__About this exercise__. Please return every line from the entries that has the string "input" in it.

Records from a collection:
= Beginning of Section =

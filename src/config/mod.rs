//! Configuration module for server_request.
//!
//! This module provides centralized configuration loading from environment variables.
//!
//! # Example
//!
//! ```rust,ignore
//! use server_request::config::Config;
//! use server_request::factory::SimulatedServerRequestFactory;
//!
//! let config = Config::from_env()?;
//! let factory = SimulatedServerRequestFactory::from_config(&config.factory);
//! ```

mod error;
mod factory;
mod logging;
mod parse;

pub use error::ConfigError;
pub use factory::FactoryConfig;
pub use logging::LoggingConfig;
pub use parse::{parse_server_params, parse_size};

/// Complete application configuration.
#[derive(Clone, Debug, Default)]
pub struct Config {
    /// Request factory configuration.
    pub factory: FactoryConfig,
    /// Logging configuration.
    pub logging: LoggingConfig,
}

impl Config {
    /// Load configuration from environment variables.
    pub fn from_env() -> Result<Self, ConfigError> {
        Ok(Self {
            factory: FactoryConfig::from_env()?,
            logging: LoggingConfig::from_env()?,
        })
    }

    /// Print configuration summary to log.
    pub fn log_summary(&self) {
        use tracing::info;

        info!("Configuration loaded:");
        info!("  Log filter: {}", self.logging.filter);

        if self.factory.default_server_params.is_empty() {
            info!("  Default server params: none");
        } else {
            info!(
                "  Default server params: {}",
                self.factory.default_server_params.to_json()
            );
        }

        info!(
            "  Upload spool threshold: {} bytes",
            self.factory.upload_limits.spool_threshold
        );

        match self.factory.upload_limits.max_file_size {
            Some(max) => info!("  Upload max file size: {} bytes", max),
            None => info!("  Upload max file size: unlimited"),
        }
    }
}
//! Integration tests for server_request
//!
//! These tests drive the public factory API end to end: an `http::Request`
//! goes in, a `ServerRequest` comes out.
//!
//! Run with: cargo test --test integration


mod authorization;
mod config;
mod environment;
mod multipart;
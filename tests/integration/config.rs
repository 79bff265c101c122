//! Configuration and logging wiring.

use crate::helpers::*;
use server_request::config::{parse_server_params, FactoryConfig, LoggingConfig};
use server_request::request::UploadLimits;
use server_request::{logging, Config, SimulatedServerRequestFactory};

/// Test factory built from configuration uses its defaults
#[test]
fn test_factory_from_config() {
    let config = FactoryConfig {
        default_server_params: parse_server_params("SERVER_NAME=cfg.test;SERVER_PORT=8000")
            .unwrap(),
        upload_limits: UploadLimits::default(),
    };
    let factory = SimulatedServerRequestFactory::from_config(&config);

    let req = factory.convert(get("/")).unwrap();
    assert_server_str(&req, "SERVER_NAME", "cfg.test");
    assert_server_int(&req, "SERVER_PORT", 8000);

    // URI scheme still wins over configured port
    let req = factory.convert(get("https://example.com/")).unwrap();
    assert_server_int(&req, "SERVER_PORT", 443);
}

/// Test logging initialization with the JSON formatter
#[test]
fn test_logging_init() {
    let config = Config {
        logging: LoggingConfig {
            filter: "server_request=debug".to_string(),
            service_name: "integration".to_string(),
        },
        ..Config::default()
    };

    logging::init(&config.logging).expect("Subscriber already set");
    config.log_summary();

    // Conversions emit debug events through the installed subscriber
    let req = convert(request("GET", "/?a=1", &[("Authorization", "Bearer t")], ""));
    assert_eq!(req.query_param("a"), Some("1"));
}
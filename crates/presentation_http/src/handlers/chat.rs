//! Chat handlers for typed input

use axum::{
    Json,
    extract::{Path, State},
};
use base64::Engine as _;
use base64::engine::general_purpose::STANDARD;
use domain::Turn;
use serde::{Deserialize, Serialize};
use tracing::instrument;

use crate::{error::ApiError, state::AppState};

use super::parse_session_id;

/// Chat request body
#[derive(Debug, Deserialize)]
pub struct ChatRequest {
    /// User message
    pub message: String,
}

/// The assistant's reply as rendered to clients
#[derive(Debug, Serialize, Deserialize)]
pub struct AssistantReply {
    /// Sanitized response text
    pub content: String,
    /// Synthesized speech, base64 MP3, absent when synthesis degraded
    #[serde(skip_serializing_if = "Option::is_none")]
    pub audio: Option<String>,
    /// Model that generated the response
    #[serde(skip_serializing_if = "Option::is_none")]
    pub model: Option<String>,
    /// Generation latency in milliseconds
    #[serde(skip_serializing_if = "Option::is_none")]
    pub latency_ms: Option<u64>,
}

impl AssistantReply {
    /// Render an assistant turn for the wire
    pub fn from_turn(turn: &Turn) -> Self {
        Self {
            content: turn.content.clone(),
            audio: turn.audio.as_ref().map(|bytes| STANDARD.encode(bytes)),
            model: turn.metadata.as_ref().and_then(|m| m.model.clone()),
            latency_ms: turn.metadata.as_ref().and_then(|m| m.latency_ms),
        }
    }
}

/// Chat response body
#[derive(Debug, Serialize, Deserialize)]
pub struct ChatResponse {
    /// Session the turn was appended to
    pub session_id: String,
    /// The assistant turn
    pub reply: AssistantReply,
}

/// Handle a typed chat submission
#[instrument(skip(state, request), fields(message_len = request.message.len()))]
pub async fn chat(
    State(state): State<AppState>,
    Path(id): Path<String>,
    Json(request): Json<ChatRequest>,
) -> Result<Json<ChatResponse>, ApiError> {
    let session = parse_session_id(&id)?;

    if request.message.trim().is_empty() {
        return Err(ApiError::BadRequest("Message cannot be empty".to_string()));
    }

    let assistant = state
        .turn_service
        .process_text(&session, &request.message)
        .await?
        .ok_or_else(|| ApiError::BadRequest("Message cannot be empty".to_string()))?;

    Ok(Json(ChatResponse {
        session_id: session.to_string(),
        reply: AssistantReply::from_turn(&assistant),
    }))
}
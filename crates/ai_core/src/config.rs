//! Configuration for the generation engine

use secrecy::{ExposeSecret, SecretString};
use serde::Deserialize;

use crate::error::GenerationError;

/// Configuration for the hosted generation API
#[derive(Debug, Clone, Deserialize)]
pub struct GenerationConfig {
    /// API key for the hosted service. Required; startup fails without it.
    #[serde(default)]
    pub api_key: Option<SecretString>,

    /// Base URL of the generation API
    #[serde(default = "default_base_url")]
    pub base_url: String,

    /// Model to use
    #[serde(default = "default_model")]
    pub model: String,

    /// Request timeout in milliseconds
    #[serde(default = "default_timeout_ms")]
    pub timeout_ms: u64,

    /// Maximum tokens to generate
    #[serde(default = "default_max_output_tokens")]
    pub max_output_tokens: u32,

    /// Temperature for sampling (0.0 - 2.0)
    #[serde(default = "default_temperature")]
    pub temperature: f32,
}

fn default_base_url() -> String {
    "https://generativelanguage.googleapis.com".to_string()
}

fn default_model() -> String {
    "gemini-2.5-flash".to_string()
}

const fn default_timeout_ms() -> u64 {
    60000 // 60 seconds
}

const fn default_max_output_tokens() -> u32 {
    1024
}

const fn default_temperature() -> f32 {
    0.7
}

impl Default for GenerationConfig {
    fn default() -> Self {
        Self {
            api_key: None,
            base_url: default_base_url(),
            model: default_model(),
            timeout_ms: default_timeout_ms(),
            max_output_tokens: default_max_output_tokens(),
            temperature: default_temperature(),
        }
    }
}

impl GenerationConfig {
    /// Create a config with an API key, defaults for everything else
    pub fn with_api_key(api_key: impl Into<String>) -> Self {
        Self {
            api_key: Some(SecretString::from(api_key.into())),
            ..Default::default()
        }
    }

    /// Validate the configuration.
    ///
    /// A missing or empty API key is the one fatal configuration error: the
    /// service must refuse to start rather than accept input it cannot
    /// answer.
    pub fn validate(&self) -> Result<(), GenerationError> {
        match &self.api_key {
            Some(key) if !key.expose_secret().trim().is_empty() => Ok(()),
            _ => Err(GenerationError::MissingApiKey),
        }
    }
}
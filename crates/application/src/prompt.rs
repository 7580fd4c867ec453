//! Fixed prompt material for the voice assistant
//!
//! The instruction template, the refusal phrase for real-time topics, and
//! the canned sentences used when a provider fails. All of these are spoken
//! aloud after sanitization, so they avoid characters the sanitizer drops.

/// Instruction template sent as the system prompt on every turn.
///
/// The model refuses only the closed set of real-time categories and keeps
/// answers short enough to speak in 15-20 seconds.
pub const ASSISTANT_INSTRUCTIONS: &str = "\
You are Chatterbox, a helpful voice assistant.

RULES:
1. Answer general knowledge questions with basic facts (history, geography, culture, etc.)
2. ONLY say \"no real-time access\" for:
   - Weather forecasts
   - Breaking news
   - Stock prices
   - Live sports scores
   - Current events after 2023
3. For general topics like countries, people, science: give clear basic info
4. Keep responses short (15-20 seconds of speech)
5. Sound natural and conversational
6. No markdown formatting";

/// Fixed phrase the model uses to decline real-time topics.
pub const REALTIME_REFUSAL: &str = "no real-time access";

/// Spoken in place of the model's answer when generation fails.
/// The user always gets an assistant turn for accepted input.
pub const GENERATION_FALLBACK: &str =
    "Sorry, something went wrong while answering. Please try again in a moment.";

/// Substituted as the user's words when speech recognition fails.
pub const RECOGNITION_RETRY: &str = "I did not catch that, please say it again.";
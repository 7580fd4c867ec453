//! Transcript handlers

use axum::{
    Json,
    extract::{Path, State},
};
use domain::Turn;
use serde::Serialize;
use tracing::instrument;

use crate::{error::ApiError, state::AppState};

use super::parse_session_id;

/// Transcript response body
#[derive(Debug, Serialize)]
pub struct TranscriptResponse {
    /// Owning session
    pub session_id: String,
    /// Turns in conversation order
    pub turns: Vec<Turn>,
}

/// List a session's turns in conversation order
#[instrument(skip(state))]
pub async fn list_transcript(
    State(state): State<AppState>,
    Path(id): Path<String>,
) -> Result<Json<TranscriptResponse>, ApiError> {
    let session = parse_session_id(&id)?;
    let turns = state.transcript_store.list(&session).await?;

    Ok(Json(TranscriptResponse {
        session_id: session.to_string(),
        turns,
    }))
}

/// Clear a session's transcript (explicit user action; the response carries
/// the now-empty transcript so clients can re-render from it)
#[instrument(skip(state))]
pub async fn clear_transcript(
    State(state): State<AppState>,
    Path(id): Path<String>,
) -> Result<Json<TranscriptResponse>, ApiError> {
    let session = parse_session_id(&id)?;
    state.transcript_store.clear(&session).await?;

    Ok(Json(TranscriptResponse {
        session_id: session.to_string(),
        turns: Vec::new(),
    }))
}
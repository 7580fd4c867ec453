//! Application state shared across handlers

use std::sync::Arc;

use application::{TurnService, VoiceService, ports::TranscriptStorePort};
use infrastructure::AppConfig;

/// Shared application state
#[derive(Clone)]
pub struct AppState {
    /// Turn pipeline for typed input
    pub turn_service: Arc<TurnService>,
    /// Speech front-end for recorded input
    pub voice_service: Arc<VoiceService>,
    /// Per-session transcript store
    pub transcript_store: Arc<dyn TranscriptStorePort>,
    /// Application configuration
    pub config: Arc<AppConfig>,
}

= End of Section =

__Expected answer__.
//! Chat handlers for typed input
    /// service must refuse to start rather than accept input it cannot
/// The user always gets an assistant turn for accepted input.
    /// Turn pipeline for typed input
    /// Speech front-end for recorded input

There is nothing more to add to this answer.